Disruptive Witness: Speaking Truth in a Distracted Age
In my classroom, a groggy eighth-grade student confesses that he was up until 2 a.m. watching YouTube videos. My seventh-grade son declares his parents “the meanest ever” when we disconnect his gaming device during the school week. My 6-year-old asks when he will finally get a cell phone. I am quick to be indignant, annoyed and head-shakingly judgmental at the misled youth around me, but, admittedly, I am not much better. My phone beeps, and I drop the dinner I am making to see who might be summoning me. I wake early to work out or get some writing done but see the first 20 minutes of sacred, morning quiet disappear while I scroll the social media notifications that surfaced while I slept. And I rarely find myself in a place of silence – the radio plays while I’m in the car; an audiobook fills the void while I get ready for work; a podcast occupies my mind while I walk the dog.
In Disruptive Witness: Speaking Truth in a Distracted Age, Alan Noble writes a convincing meditation on the challenges of bearing witness in our contemporary world, in a place where “the momentum of life that so often discourages us from stopping to take our bearings” and faith is often understood as little more than “another personal preference in an ocean of cultural preferences.”
Organized into two parts, Disruptive Witness begins by describing with frightening accuracy the state of our distracted, secular age and then, in the book’s second half, describing how we might bear a disruptive witness in our personal habits, church practices and cultural participation. Or, as the reader experiences it: first conviction and then a call to action and reform.
Noble’s first chapter lays out a convincing case for the challenges of bearing witness in a technological world: It’s a world, he writes, where “the gospel appears thin, superficial, and inconsequential – just another image vying for our time.” In the second chapter, our predicament grows more precarious as Noble draws on Charles Taylor’s A Secular Age, outlining the current explosion of belief systems that turn everything back to the self. “What we intend to be a persuasive proclamation of the gospel may instead by interpreted by our neighbor as an expression of our identity through argument, just like any dialogue in modern culture,” Noble writes. Like a Facebook page displaying one friend’s Scripture quotation posted next to a picture of the peanut-butter cheesecake another friend had for lunch, “the space between the trivial and the crucial has shrunk.”
Triumph of the trivial
I was reminded of an instance, a few years ago when I experienced the discomfort that Noble expects us to feel when a friend, in town for a weekend, came to church with me. As we were filing out of the sanctuary pew, she glanced at me and casually remarked, “That was good.” It was meant as a compliment, but I felt unsettled. Her tone, her body language, her statement seemed to put the worship service we had just experienced on par with a watching a sitcom or a TED Talk. While I wanted to be sensitive to her status as a visitor who might have been speaking partially out of her own discomfort or lack of experience, I bristled. I couldn’t put words to my unease then, but Noble gave me words to express not just this instance, but my general discomfort and distrust of church signs and Christian T-shirts. “This Ichthus-eating-Darwin-fish strategy of Christian witness does nothing to reveal the depths of our sin or the grandeur of God’s grace. Instead, it presents Christianity as just one more slogan or ideology among a million,” Noble writes.

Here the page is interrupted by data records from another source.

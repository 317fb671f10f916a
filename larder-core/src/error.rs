use thiserror::Error;

#[derive(Error, Debug)]
pub enum FetchError {
    #[error("Invalid URL: {0}")]
    InvalidUrl(String),

    #[error("HTTP request failed: {0}")]
    RequestFailed(#[from] reqwest::Error),

    #[error("HTTP {status} fetching {url}")]
    Status { url: String, status: u16 },
}
//! Bounded exponential backoff for backend calls.

use std::time::Duration;

/// Upper bound on a single backoff delay.
pub const MAX_RETRY_DELAY: Duration = Duration::from_secs(30);

/// How often, and how patiently, a failed backend call is retried.
#[derive(Debug, Clone, Copy, PartialEq, Eq)]
pub struct RetryPolicy {
    /// Total attempts, including the first one. Never less than 1.
    pub max_attempts: u32,
    /// Delay before the first retry.
    pub initial_delay: Duration,
    /// Cap for any single delay.
    pub max_delay: Duration,
}

impl RetryPolicy {
    pub fn new(max_attempts: u32, initial_delay: Duration) -> Self {
        Self {
            max_attempts: max_attempts.max(1),
            initial_delay,
            max_delay: MAX_RETRY_DELAY,
        }
    }

    /// A policy that never retries.
    pub fn none() -> Self {
        Self::new(1, Duration::ZERO)
    }

    /// Delay to wait after the given failed attempt (1-based) before trying again.
    pub fn delay_after(&self, attempt: u32) -> Duration {
        let exponent = attempt.saturating_sub(1).min(16);
        self.initial_delay
            .saturating_mul(2u32.pow(exponent))
            .min(self.max_delay)
    }

    /// Whether another attempt is allowed after `attempt` attempts have failed.
    pub fn allows_retry(&self, attempt: u32) -> bool {
        attempt < self.max_attempts
    }
}

impl Default for RetryPolicy {
    fn default() -> Self {
        Self::new(4, Duration::from_millis(500))
    }
}

#[cfg(test)]
mod tests {
    use super::*;

    #[test]
    fn test_delay_doubles() {
        let policy = RetryPolicy::new(5, Duration::from_millis(100));
        assert_eq!(policy.delay_after(1), Duration::from_millis(100));
        assert_eq!(policy.delay_after(2), Duration::from_millis(200));
        assert_eq!(policy.delay_after(3), Duration::from_millis(400));
    }

    #[test]
    fn test_delay_is_capped() {
        let policy = RetryPolicy::new(50, Duration::from_secs(10));
        assert_eq!(policy.delay_after(10), MAX_RETRY_DELAY);
        assert_eq!(policy.delay_after(u32::MAX), MAX_RETRY_DELAY);
    }

    #[test]
    fn test_attempt_bound() {
        let policy = RetryPolicy::new(3, Duration::ZERO);
        assert!(policy.allows_retry(1));
        assert!(policy.allows_retry(2));
        assert!(!policy.allows_retry(3));
        assert!(!RetryPolicy::none().allows_retry(1));
    }

    #[test]
    fn test_zero_attempts_means_one() {
        assert_eq!(RetryPolicy::new(0, Duration::ZERO).max_attempts, 1);
    }
}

Rather than dispel the tension between reality and life as it could be or offer a magic pill to dissolve the conundrum of distraction and secularism, Noble suggests how we can preserve our witness as participants in culture. He suggests a disruptive posture that would lead down a path of greater authenticity. Silence, Sabbath rest and saying grace challenge the breakneck speed at which we may feel lured to compete. Church liturgies allow us to commune with God and in community. And participating in the stories and tragedies of others reminds us that God’s story – not ours – is at the center of the universe.
While solutions are not simple – and I’m still not certain whether I’m spreading the gospel or adding to the noise when I repost an article on faith and politics that I feel the world needs to read – Noble has provided a necessary interruption to my news feed. His book, while causing me to sigh deeply about our current state of distracted affairs, also has energized me to reconsider my boundaries and to leave more space in my life for wonder, a wonder that is found far from a screen and that cultivates space for a greater awareness of God’s grace and beauty.